Take a look at the core criteria. Are you satisfying some? Can you document it? If you can’t document it, it doesn’t count, so make sure the electronic system is capturing and storing the data you need. If it isn’t you may need to work with your facility to make sure the data is captured. Emphasize to them the import to your practice and its health, and that keeping you healthy is best for them too.
Additional criteria must be selected from a menu CMS provides. These criteria include using the EHR to generate lists of patients by specific conditions, identifying patient-specific education resources, providing a summary care record for each transition of care and referral and so on.

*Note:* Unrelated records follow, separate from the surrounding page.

use std::sync::LazyLock;

use regex::Regex;

use crate::server::error::{catalog::CatalogError, user::UserError};

/// Usernames that collide with API routes or platform-internal names
pub static RESERVED_USERNAMES: &[&str] = &["me", "subscriptions", "admin"];

static USERNAME_REGEX: LazyLock<Regex> = LazyLock::new(|| {
    Regex::new(r"^[\w.@+-]+$").unwrap_or_else(|e| panic!("Invalid username regex: {}", e))
});

static HEX_COLOR_REGEX: LazyLock<Regex> = LazyLock::new(|| {
    Regex::new(r"^#[A-Fa-f0-9]{6}$").unwrap_or_else(|e| panic!("Invalid hex color regex: {}", e))
});

/// Validate a username against the allowed charset and the reserved name list
pub fn validate_username(username: &str) -> Result<(), UserError> {
    if RESERVED_USERNAMES.contains(&username.to_lowercase().as_str()) {
        return Err(UserError::ReservedUsername(username.to_string()));
    }

    if !USERNAME_REGEX.is_match(username) {
        return Err(UserError::InvalidUsername(username.to_string()));
    }

    Ok(())
}

/// Validate a tag color as a 6-digit hex color with a leading `#`
pub fn validate_hex_color(color: &str) -> Result<(), CatalogError> {
    if !HEX_COLOR_REGEX.is_match(color) {
        return Err(CatalogError::InvalidColor(color.to_string()));
    }

    Ok(())
}
use sea_orm::entity::prelude::*;

#[derive(Clone, Debug, PartialEq, Eq, DeriveEntityModel)]
#[sea_orm(table_name = "platter_user")]
pub struct Model {
    #[sea_orm(primary_key)]
    pub id: i32,
    #[sea_orm(unique)]
    pub email: String,
    #[sea_orm(unique)]
    pub username: String,
    pub first_name: String,
    pub last_name: String,
    pub created_at: DateTime,
}

#[derive(Copy, Clone, Debug, EnumIter, DeriveRelation)]
pub enum Relation {
    #[sea_orm(has_many = "super::recipe::Entity")]
    Recipe,
    #[sea_orm(has_many = "super::favorite::Entity")]
    Favorite,
    #[sea_orm(has_many = "super::shopping_cart_item::Entity")]
    ShoppingCartItem,
}

impl Related<super::recipe::Entity> for Entity {
    fn to() -> RelationDef {
        Relation::Recipe.def()
    }
}

impl Related<super::favorite::Entity> for Entity {
    fn to() -> RelationDef {
        Relation::Favorite.def()
    }
}

impl Related<super::shopping_cart_item::Entity> for Entity {
    fn to() -> RelationDef {
        Relation::ShoppingCartItem.def()
    }
}

impl ActiveModelBehavior for ActiveModel {}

The list is a little intimidating, especially for a small group. So have your administration gather this list. Review which criteria are easily attainable, and focus first on them. Then arrange them in order of which are easiest to satisfy. Again, recall that you need to both satisfy the requirements and document that you have.
Decide How Painful Cuts May Be
If there are those in the practice who don’t think it wise to participate, there are important considerations. It isn’t just that you will give up on incentives. You may cost the practice revenue.
The penalty for not participating may start with a 1 percent reduction of Medicare payments in 2015, but the Secretary of HHS has the authority to increase it to as much as 5 percent. Radiologists who are eligible, but don’t participate, will feel the brunt of these penalties.
So, ask you practice manager to do a few calculations. You can quickly find out how much your practice stands to lose, either on the low side or high side of the equation. You’ll then know what’s at risk, and be able to make an informed decision about how to proceed.